• [Task details]:
What is needed here is every entry, retyped exactly.

• [Dataset entries]:
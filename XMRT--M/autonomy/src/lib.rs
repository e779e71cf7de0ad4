#![deny(
    clippy::all,
    clippy::pedantic,
    clippy::nursery,
    missing_docs,
    rust_2018_idioms
)]

//! XMRT autonomy kernel: decision engine, cycle runner, and component scheduler.

/// Decision engine with bounded reflection.
#[path = "../decision/main.rs"]
pub mod decision;

/// Single-cycle execution.
#[path = "../linker.rs"]
pub mod linker;

/// Leaderboard, treasury, and memory services shared by components.
#[path = "../services.rs"]
pub mod services;

/// Per-component scheduling loops.
#[path = "../master/main.rs"]
pub mod master;

/// Component registry, action kinds, and errors.
#[path = "../module/main.rs"]
pub mod module;

/// Agent state, cycle records, and their persistence.
#[path = "../state.rs"]
pub mod state;

/// Coordinator configuration.
#[path = "../config.rs"]
pub mod config;

/// Telemetry helpers.
#[path = "../telemetry.rs"]
pub mod telemetry;

/// Runtime wiring.
#[path = "../main.rs"]
pub mod orchestration_entry;

pub use config::{
    ActionConfig, ComponentConfig, CoordinatorConfig, EngineConfig, StoreBackend, StoreConfig,
    TelemetryConfig,
};
pub use decision::{
    scoring::{ActionCandidate, CriteriaWeights, ScoredCandidate},
    Decision, DecisionConfig, DecisionEngine, DecisionInput, DecisionPhase, FallbackReason,
};
pub use linker::{
    outcome_key, ActionDispatcher, CyclePolicy, CycleRunner, DispatchRequest, TracingDispatcher,
};
pub use master::{maker::SchedulerBuilder, Scheduler};
pub use module::{
    ActionKind, AutonomyError, ComponentRegistry, ComponentSpec, ComponentStatus, Lifecycle,
};
pub use services::{CoordinatorServices, ALLOCATION_KEY, LEADERBOARD_KEY};
pub use orchestration_entry::{AutonomyRuntime, AutonomyRuntimeBuilder};
pub use state::{
    ActionRecord, AgentState, AgentStateRepository, CycleOutcome, CycleRecord, OpenCycle,
};
pub use telemetry::{AutonomyTelemetry, AutonomyTelemetryBuilder};
pub use xmrt_feeds::FeedsConfig;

• [Solution below]:
filename XMRT--M/autonomy/src/lib.rs
repository e779e71cf7de0ad4
#![deny(
    clippy::all,
    clippy::pedantic,
    clippy::nursery,
    missing_docs,
    rust_2018_idioms
)]

//! XMRT autonomy kernel: decision engine, cycle runner, and component scheduler.

/// Decision engine with bounded reflection.
#[path = "../decision/main.rs"]
pub mod decision;

/// Single-cycle execution.
#[path = "../linker.rs"]
pub mod linker;

/// Leaderboard, treasury, and memory services shared by components.
#[path = "../services.rs"]
pub mod services;

/// Per-component scheduling loops.
#[path = "../master/main.rs"]
pub mod master;

/// Component registry, action kinds, and errors.
#[path = "../module/main.rs"]
pub mod module;

/// Agent state, cycle records, and their persistence.
#[path = "../state.rs"]
pub mod state;

/// Coordinator configuration.
#[path = "../config.rs"]
pub mod config;

/// Telemetry helpers.
#[path = "../telemetry.rs"]
pub mod telemetry;

/// Runtime wiring.
#[path = "../main.rs"]
pub mod orchestration_entry;

pub use config::{
    ActionConfig, ComponentConfig, CoordinatorConfig, EngineConfig, StoreBackend, StoreConfig,
    TelemetryConfig,
};
pub use decision::{
    scoring::{ActionCandidate, CriteriaWeights, ScoredCandidate},
    Decision, DecisionConfig, DecisionEngine, DecisionInput, DecisionPhase, FallbackReason,
};
pub use linker::{
    outcome_key, ActionDispatcher, CyclePolicy, CycleRunner, DispatchRequest, TracingDispatcher,
};
pub use master::{maker::SchedulerBuilder, Scheduler};
pub use module::{
    ActionKind, AutonomyError, ComponentRegistry, ComponentSpec, ComponentStatus, Lifecycle,
};
pub use services::{CoordinatorServices, ALLOCATION_KEY, LEADERBOARD_KEY};
pub use orchestration_entry::{AutonomyRuntime, AutonomyRuntimeBuilder};
pub use state::{
    ActionRecord, AgentState, AgentStateRepository, CycleOutcome, CycleRecord, OpenCycle,
};
pub use telemetry::{AutonomyTelemetry, AutonomyTelemetryBuilder};
pub use xmrt_feeds::FeedsConfig;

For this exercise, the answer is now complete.